Cinema has the powerful ability to orchestrate worldly or temporal experiences, subsequently allowing us to make sense of our own past experiences (also experience something we had never any knowledge about). Cinema can fulfill our yearning for spiritual knowledge (like meditation) in this modernized world. It can serve as a bridge between a simple individual and wide spectrum of society, imparting the transcendent view about the world we live in. But, not all the film-makers have spiritual concern for their viewers, while weaving images. Film-makers like Bergman, Antonoini, Terrence Malick and Tarkovsky treated film-making as an astounding experiment in memory. The memories interwoven in those masters’ frames aren’t like rushing through photo albums; they gradually allow us to invest our mind and heart into moments and memories of the characters. All that we require to assimilate those masters’ works is an openness of heart and mind plus an attention to visuals that may bestow us the transcendent experience. Thailand's provocative film-maker Apichatpong Weerasethakul is one such spiritually concerned film-maker, whose works distinctively explores human memories and feelings.

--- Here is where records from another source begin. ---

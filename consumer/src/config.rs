use aws_config::{BehaviorVersion, SdkConfig, retry::RetryConfig};

pub const TABLE_VAR: &str = "DYNAMO_DB_TABLE";
pub const LOCAL_VAR: &str = "AWS_SAM_LOCAL";

#[derive(Debug, Default, Clone)]
pub struct Config {
    pub table: Option<String>,
    /// Set when running under `sam local`; suppresses table writes.
    pub local: bool,
}

impl Config {
    pub fn from_env() -> Config {
        Self::from_lookup(|name| std::env::var(name).ok())
    }

    pub fn from_lookup(lookup: impl Fn(&str) -> Option<String>) -> Config {
        Config {
            table: lookup(TABLE_VAR).filter(|table| !table.is_empty()),
            local: lookup(LOCAL_VAR).is_some_and(|value| !value.is_empty()),
        }
    }

    pub fn write_table(&self) -> Option<&str> {
        if self.local {
            None
        } else {
            self.table.as_deref()
        }
    }
}

pub async fn get_aws_config() -> SdkConfig {
    let version = BehaviorVersion::v2025_01_17();
    let retry_config = RetryConfig::disabled();

    aws_config::defaults(version)
        .retry_config(retry_config)
        .load()
        .await
}
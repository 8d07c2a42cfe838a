use anyhow::{Context, Result, bail};
use std::fmt;
use std::str::FromStr;

pub const DEFAULT_PORT: u16 = 61617;

/// Broker address in the form `ssl://host:port`. The scheme is optional and
/// implies TLS when omitted.
#[derive(Debug, Clone, PartialEq, Eq)]
pub struct Endpoint {
    pub host: String,
    pub port: u16,
    pub tls: bool,
}

fn tls_scheme(scheme: &str) -> Result<bool> {
    match scheme.to_ascii_lowercase().as_str() {
        "ssl" | "stomp+ssl" | "tls" => Ok(true),
        "tcp" | "stomp" => Ok(false),
        other => bail!("unsupported endpoint scheme: {}", other),
    }
}

impl FromStr for Endpoint {
    type Err = anyhow::Error;

    fn from_str(s: &str) -> Result<Endpoint> {
        let (tls, address) = match s.trim().split_once("://") {
            Some((scheme, address)) => (tls_scheme(scheme)?, address),
            None => (true, s.trim()),
        };
        let address = address.trim_end_matches('/');

        let (host, port) = match address.rsplit_once(':') {
            Some((host, port)) => {
                let port = port
                    .parse()
                    .with_context(|| format!("invalid port in endpoint: {}", s))?;
                (host, port)
            }
            None => (address, DEFAULT_PORT),
        };

        if host.is_empty() {
            bail!("endpoint has no host: {}", s);
        }

        Ok(Endpoint {
            host: host.to_owned(),
            port,
            tls,
        })
    }
}

impl fmt::Display for Endpoint {
    fn fmt(&self, f: &mut fmt::Formatter<'_>) -> fmt::Result {
        let scheme = if self.tls { "ssl" } else { "tcp" };
        write!(f, "{}://{}:{}", scheme, self.host, self.port)
    }
}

All of Weerasethakul’s movies are abstract pieces,
constructed around a thin narrative structure that is virtually impossible to
be confined within a synopsis. His 2006 “Syndromes and a Century” (aka ‘Sang
Sattawat’) is said to be exploration of the directors’ childhood memories about
his doctor parents. The ensuing tale is split into tow halves, set in two different
hospital settings (village/city) with several key characters, sequences or even
dialogues repeated in both halves. The first half revolves around young, country
doctor Toey (mother figure) and her lovesick suitor Toa. In the second-half,
the subject is Dr. Nohng (father), working in a more contemporary city hospital. Dr.
Toey conducting a psychological profile of Dr.Nohng (from Army) serves as the
bookend for both halves. While Nohng disappears in the background in
first-half, it is Dr. Toey who disappears from narrative after the interview, in
the second-half. In the rural setting, there’s also an interesting vignette
involving a young dentist & part-time singer Dr. Ple and a young monk, who
once harbored the desire to be a DJ. There’s a possibility of a friendship or
brotherhood between those two, but when the same people meet in the same dental
procedure in the second-half, nothing happens. In the vast, indifferent city
hospital, Dr. Ple is fully absorbed by the mechanics of his work, while the
young monk is irritated by the whole non-communicative procedure.
The word ‘dreamlike logic’ has become cliched because those
words are evoked whenever a narrative tries to be little less realistic. In
“Syndromes and Century” those words resonate strongly, since the characters are
identified from their fragmented memories and moods. Their stories or life
events blend, blurs or linked together to tell something fascinating about the
whole of human race. In the film, director Weerasethakul tries to explore our
attitudes towards life and fellow human beings with regard to locations &
atmosphere. In the first, he deals with a idyllic rural place, where
Weerasethakul born and grew up in his formative years, whereas in the second
part, the action takes place in a bustling, technologically trumping big city,
where the director stays now. Nevertheless, this film isn’t blatantly devised
as a city vs village debate. If you view the movie’s flow as a string of beautiful musical notes, then that gracefulness is maintained in both the settings. The
breezy and subtly humorous exchange between the dentist and the monk that
happened in the rural hospital gets lost by the constrained mental attitude in
the big city. But, what we still see in the illuminated corridors of the modern
hospital is all the same kind of humans with their own foibles and quirks. A hospitalized youth to feign boredom plays
tennis in the corridor; a prosthetic limb technician keeps a bottle hidden at
the prosthetic leg to soothe herself before going to a television interview.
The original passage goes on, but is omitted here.